Il senso ultimo di una lettura dialettica dei fenomeni culturali consiste, secondo Jameson, nel mettere in luce la relazione profonda che essi intrattengono con una storia che li contiene e surclassa. Cosa accade a questo approccio, quando, con l’avvento del postmodernismo, possiamo sostenere, utilizzando la formula suggerita da Marco Gatto, che la spazialità sostituisce la temporalità? In questo articolo si cercherà di ritagliare un percorso di lettura attraverso il testo di Gatto per abbozzare una risposta a questa domanda, cercando di non fare torto alla densità concettuale della sua ricostruzione di un percorso intellettuale quanto mai complesso.
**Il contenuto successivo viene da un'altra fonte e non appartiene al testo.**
//! Unified service-layer error type for mesa-cloud
//!
//! `ServiceError` bridges the gap between DB-layer errors (`sqlx::Error`, `BoxError`)
//! and the API-layer error (`AppError`). It enables `?` propagation without manual
//! `.map_err(|e| { tracing::error!(...); AppError::new(...) })` boilerplate.

use axum::response::IntoResponse;
use shared::error::{AppError, ErrorCode};

type BoxError = Box<dyn std::error::Error + Send + Sync>;

/// PostgreSQL `unique_violation`
const PG_UNIQUE_VIOLATION: &str = "23505";
/// PostgreSQL `foreign_key_violation`
const PG_FOREIGN_KEY_VIOLATION: &str = "23503";

/// Service-layer error.
///
/// - `Db`: Database/infrastructure errors (auto-logged, mapped to InternalError)
/// - `App`: Business-rule errors (transparent pass-through to client)
#[derive(Debug)]
pub enum ServiceError {
    /// Database or infrastructure error (sqlx, serde, hashing, etc.)
    Db(BoxError),
    /// Business-rule error (already an AppError with the correct ErrorCode)
    App(AppError),
}

impl From<sqlx::Error> for ServiceError {
    fn from(e: sqlx::Error) -> Self {
        if let sqlx::Error::Database(db_err) = &e {
            let code = db_err.code();
            if matches!(
                code.as_deref(),
                Some(PG_UNIQUE_VIOLATION) | Some(PG_FOREIGN_KEY_VIOLATION)
            ) {
                tracing::warn!(
                    code = code.as_deref().unwrap_or_default(),
                    constraint = db_err.constraint().unwrap_or_default(),
                    "Constraint violation"
                );
                return ServiceError::App(AppError::constraint_violation());
            }
        }
        ServiceError::Db(e.into())
    }
}

impl From<BoxError> for ServiceError {
    fn from(e: BoxError) -> Self {
        ServiceError::Db(e)
    }
}

impl From<serde_json::Error> for ServiceError {
    fn from(e: serde_json::Error) -> Self {
        ServiceError::Db(e.into())
    }
}

impl From<AppError> for ServiceError {
    fn from(e: AppError) -> Self {
        ServiceError::App(e)
    }
}

impl From<ServiceError> for AppError {
    fn from(e: ServiceError) -> Self {
        match e {
            ServiceError::App(app_err) => app_err,
            ServiceError::Db(db_err) => {
                tracing::error!(error = %db_err, "Service database error");
                internal_error(&*db_err)
            }
        }
    }
}

impl IntoResponse for ServiceError {
    fn into_response(self) -> axum::response::Response {
        let app_error: AppError = self.into();
        app_error.into_response()
    }
}

/// 500 for an unexpected failure.
///
/// `details.debug` is removed outside development by
/// [`redact_error_detail`](crate::middleware::redact_error_detail).
pub fn internal_error(err: &(dyn std::error::Error + 'static)) -> AppError {
    AppError::new(ErrorCode::InternalError).with_detail("debug", err.to_string())
}

/// Convenience type alias for service-layer results
pub type ServiceResult<T> = Result<T, ServiceError>;
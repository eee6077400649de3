//! JSON file persistence for client state

use std::fs;
use std::path::{Path, PathBuf};

use serde::Serialize;
use serde::de::DeserializeOwned;

use crate::ClientResult;

/// One JSON document on disk
#[derive(Debug, Clone)]
pub struct JsonFile {
    path: PathBuf,
}

impl JsonFile {
    pub fn new(base_path: impl Into<PathBuf>, filename: &str) -> Self {
        Self {
            path: base_path.into().join(filename),
        }
    }

    /// `None` when the file does not exist
    pub fn load<T: DeserializeOwned>(&self) -> ClientResult<Option<T>> {
        if !self.path.exists() {
            return Ok(None);
        }
        let json = fs::read_to_string(&self.path)?;
        Ok(Some(serde_json::from_str(&json)?))
    }

    pub fn save<T: Serialize>(&self, value: &T) -> ClientResult<()> {
        if let Some(parent) = self.path.parent() {
            fs::create_dir_all(parent)?;
        }
        let json = serde_json::to_string_pretty(value)?;
        fs::write(&self.path, json)?;
        Ok(())
    }

    pub fn remove(&self) -> ClientResult<()> {
        if self.path.exists() {
            fs::remove_file(&self.path)?;
        }
        Ok(())
    }

    pub fn exists(&self) -> bool {
        self.path.exists()
    }

    pub fn path(&self) -> &Path {
        &self.path
    }
}

#[cfg(test)]
mod tests {
    use super::*;

    #[test]
    fn test_missing_file_loads_none() {
        let dir = tempfile::tempdir().unwrap();
        let file = JsonFile::new(dir.path(), "absent.json");
        assert_eq!(file.load::<String>().unwrap(), None);
        assert!(file.remove().is_ok());
    }

    #[test]
    fn test_save_creates_directories() {
        let dir = tempfile::tempdir().unwrap();
        let file = JsonFile::new(dir.path().join("nested/state"), "value.json");
        file.save(&vec![1, 2, 3]).unwrap();
        assert!(file.exists());
        assert_eq!(file.load::<Vec<i32>>().unwrap(), Some(vec![1, 2, 3]));

        file.remove().unwrap();
        assert!(!file.exists());
    }

    #[test]
    fn test_corrupt_file_is_an_error() {
        let dir = tempfile::tempdir().unwrap();
        let file = JsonFile::new(dir.path(), "bad.json");
        std::fs::write(file.path(), "{not json").unwrap();
        assert!(file.load::<String>().is_err());
    }
}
Possiamo iniziare col notare che, nel mettere in relazione storia e immaginario, Jameson combatte su due fronti. Da una parte, contro la riduzione della realtà a linguaggio, pone l’accento sul contenuto storico-materiale dell’opera d’arte, sottolineando che un’adeguata descrizione dell’evoluzione letteraria sia possibile a condizione che “il contenuto, materiale grezzo disponibile, non sia visto soltanto come cianfrusaglia inerte, ma come ciò che favorisce o impedisce lo sviluppo della forma letteraria che ne fa uso”.3   Dall’altra parte, la sua “metodologia dialettica [è] capace di demistificare la tendenza, propria di certo marxismo, a scorgere una relazione omologica, e dannosamente statica, tra il testo e la realtà storica”.4 In breve, il testo letterario non è mero riflesso di una realtà sottostante, ma “atto simbolico” che elabora attivamente quella stessa realtà.
La natura dell’atto simbolico non è manifesta, ma va ricostruita attraverso l’interpretazione che “presuppone sempre, per Jameson, l’esistenza di una ‘mistificazione’ o di una ‘rimozione’ da ricondurre a una qualche pratica intellettuale di contenimento”.5 La ricostruzione dei nessi tra atto simbolico e materiale grezzo evidenzia la necessità di concepire l’oggetto testuale come una sorta di freudiana “formazione di compromesso” che dissimula la relazione implicita del testo stesso con una totalità più ampia. Una relazione  che occorre recuperare in sede analitica, scardinando la pretesa autonomia dell’opera d’arte.
Ciò avviene nell’ambito di tre orizzonti interpretativi che ampliano progressivamente il contesto di riferimento. Il testo letterario si costruisce come “risoluzione immaginaria di una contraddizione reale” nell’ambito della storia politica di breve periodo, come frammento dei grandi discorsi collettivi di classe nell’ambito dello scontro tra questi soggetti collettivi, come campo di forze attraversato dalle tensioni determinate dai distinti sistemi di segni che corrispondono univocamente a ciascuno dei differenti modi di produzione (quello egemonico e quelli arcaici, residuali o emergenti) simultaneamente presenti in un dato momento storico.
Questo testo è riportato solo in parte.